I also tested some rubber duck techniques, and it gave me very useful advice while coding. I'm very impressed. With a lot of spit and polish, this will be the new standard for any voice assistant ever. Imagine these capabilities integrated with your phone's built-in functions.

angryasian

2024-05-13
Why does this whole thread sound like OpenAI marketing department is participating ? Ive been talking to google assistant for years. I really don't find anything that magical or special.

jononor

2024-05-13
I am glad to see focus on user interface and interaction improvements. Even if I am not a huge fan of voice interfaces, I think that being able to interact in real-time will make working together with an AI be much more interesting and efficient. I actually hope they will take this back into the text based models. Current ChatGPT is sooo slow - both in starting to respond, typing things out, and also being overly verbose. I want to collaborate at the speed of thought.

poniko

2024-05-13
Damm, that was a big leap.

freediver

2024-05-13
Impressed by the model so far. As far as independent testing goes, it is topping our leaderboard for chess puzzle solving by a wide margin now:

https://github.com/kagisearch/llm-chess-puzzles?tab=readme-o...

spaceman_2020

2024-05-13
oh man, listening to the demos and the way the female AI voice laughed and giggled...there is going to be millions of lonely men who will fall in love with these.

Can't say whether that's good or bad.

s1k3s

2024-05-13
This is some I, Robot level stuff. That being said, I still fail to see the real world application of this thing, at least at a scalable affordable cost.

pcj-github

2024-05-13
The thing that creeps me out is that when we hook this up as the new Siri or whatever, the new LLM training data will no longer be WWW-text+images+youtube etc but rather billions of private human conversations and direct smartphone camera observations of the world.
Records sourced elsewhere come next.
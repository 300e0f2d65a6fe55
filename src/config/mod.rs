//! Configuration loading.
//!
//! Loads console configuration from `./config.toml` (or `$VIZIER_CONFIG_PATH`).
//! Environment variables override file values; file values override defaults.
//!
//! Precedence: env vars > config file > defaults.

use std::path::PathBuf;
use std::time::Duration;

use anyhow::{Context, Result};
use serde::Deserialize;
use url::Url;

/// Top-level console configuration loaded from TOML.
#[derive(Debug, Clone, Default, Deserialize)]
#[serde(default)]
pub struct ConsoleConfig {
    /// Status query settings (`[query]`).
    pub query: QueryConfig,
    /// Refresh loop settings (`[watch]`).
    pub watch: WatchConfig,
    /// Console process settings (`[console]`).
    pub console: ProcessConfig,
}

/// Status query settings.
#[derive(Debug, Clone, Deserialize)]
#[serde(default)]
pub struct QueryConfig {
    /// GraphQL endpoint serving the cluster status query.
    pub endpoint: String,
    /// Per-request timeout in seconds.
    pub timeout_secs: u64,
}

impl Default for QueryConfig {
    fn default() -> Self {
        Self {
            endpoint: "http://localhost:8080/graphql".to_owned(),
            timeout_secs: 10,
        }
    }
}

/// Refresh loop settings.
#[derive(Debug, Clone, Deserialize)]
#[serde(default)]
pub struct WatchConfig {
    /// Seconds between status fetches.
    pub interval_secs: u64,
}

impl Default for WatchConfig {
    fn default() -> Self {
        Self { interval_secs: 30 }
    }
}

/// Console process settings.
#[derive(Debug, Clone, Deserialize)]
#[serde(default)]
pub struct ProcessConfig {
    /// Default log level when `RUST_LOG` is unset.
    pub log_level: String,
    /// Directory for rotated log files in production mode.
    pub logs_dir: PathBuf,
}

impl Default for ProcessConfig {
    fn default() -> Self {
        Self {
            log_level: "info".to_owned(),
            logs_dir: PathBuf::from("logs"),
        }
    }
}

impl ConsoleConfig {
    /// Load configuration with precedence: env vars > TOML file > defaults.
    ///
    /// Config file path: `$VIZIER_CONFIG_PATH` or `./config.toml`. A missing
    /// file falls back to defaults.
    ///
    /// # Errors
    ///
    /// Returns an error if the file exists but cannot be read or parsed.
    pub fn load() -> Result<Self> {
        let mut config = Self::load_from_file()?;
        config.apply_overrides(|key| std::env::var(key).ok());
        Ok(config)
    }

    /// Load from the TOML file only, no env overrides.
    fn load_from_file() -> Result<Self> {
        let path = Self::config_path_with(|key| std::env::var(key).ok());
        Self::read_file(&path)
    }

    /// Read and parse one config file; a missing file yields defaults.
    fn read_file(path: &std::path::Path) -> Result<Self> {
        match std::fs::read_to_string(path) {
            Ok(contents) => {
                tracing::info!(path = %path.display(), "loading config from file");
                let config: ConsoleConfig =
                    toml::from_str(&contents).context("failed to parse config TOML")?;
                Ok(config)
            }
            Err(e) if e.kind() == std::io::ErrorKind::NotFound => {
                tracing::info!("no config file found, using defaults");
                Ok(ConsoleConfig::default())
            }
            Err(e) => Err(anyhow::anyhow!("failed to read config file: {e}")),
        }
    }

    /// Resolve the config file path using a custom env resolver.
    fn config_path_with(env: impl Fn(&str) -> Option<String>) -> PathBuf {
        if let Some(p) = env("VIZIER_CONFIG_PATH") {
            return PathBuf::from(p);
        }
        PathBuf::from("config.toml")
    }

    /// Apply environment variable overrides (env > config > defaults).
    ///
    /// Takes a resolver function for testability.
    fn apply_overrides(&mut self, env: impl Fn(&str) -> Option<String>) {
        if let Some(v) = env("VIZIER_ENDPOINT") {
            self.query.endpoint = v;
        }
        if let Some(v) = env("VIZIER_POLL_INTERVAL_SECS") {
            match v.parse() {
                Ok(n) => self.watch.interval_secs = n,
                Err(_) => tracing::warn!(
                    var = "VIZIER_POLL_INTERVAL_SECS",
                    value = %v,
                    "ignoring invalid env override"
                ),
            }
        }
        if let Some(v) = env("VIZIER_LOG_LEVEL") {
            self.console.log_level = v;
        }
    }

    /// The query endpoint as a validated URL.
    ///
    /// # Errors
    ///
    /// Returns an error if the configured endpoint is not a valid URL.
    pub fn endpoint_url(&self) -> Result<Url> {
        Url::parse(&self.query.endpoint)
            .with_context(|| format!("invalid query endpoint {:?}", self.query.endpoint))
    }

    /// The per-request timeout as a [`Duration`].
    pub fn request_timeout(&self) -> Duration {
        Duration::from_secs(self.query.timeout_secs)
    }
}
There is no way that kind of training data will be accessible to anyone outside a handful of companies.

BonoboIO

2024-05-13
I opened ChatGPT and I already have access to the model.

GPT4 was a little lazy and very slow the last few days and this 4o model blows it out of the water regarding speed and following my instructions to give me the full code not a snippet that changed.

I think it’s a nice upgrade.

vijaykodam

2024-05-13
New GPT-4o is not yet available when I tried to access ChatGPT from Finland. Are they rolling it out to Europe later?

laplacesdemon48

2024-05-13
I recently subscribed to Perplexity Pro and prior to this release, was already strongly considering discontinuing ChatGPT Premium.

When I first subscribed to ChatGPT Premium late last year, the natural language understanding superiority was amazing. Now the benchmark advances, low latency voice chat, Sora, etc. are all really cool too.

But my work and day-to-day usage really rely on accurately sourced/cited information. I need a way to comb through an ungodly amount of medical/scientific literature to form/refine hypotheses. I want to figure out how to hard reset my car's navigation system without clicking through several SEO-optimized pages littered with ads. I need to quickly confirm scientific facts, some obscure, with citations and without hallucinations. From speaking with my friends in other industries (e.g. finance, law, construction engineering), this is their major use case too.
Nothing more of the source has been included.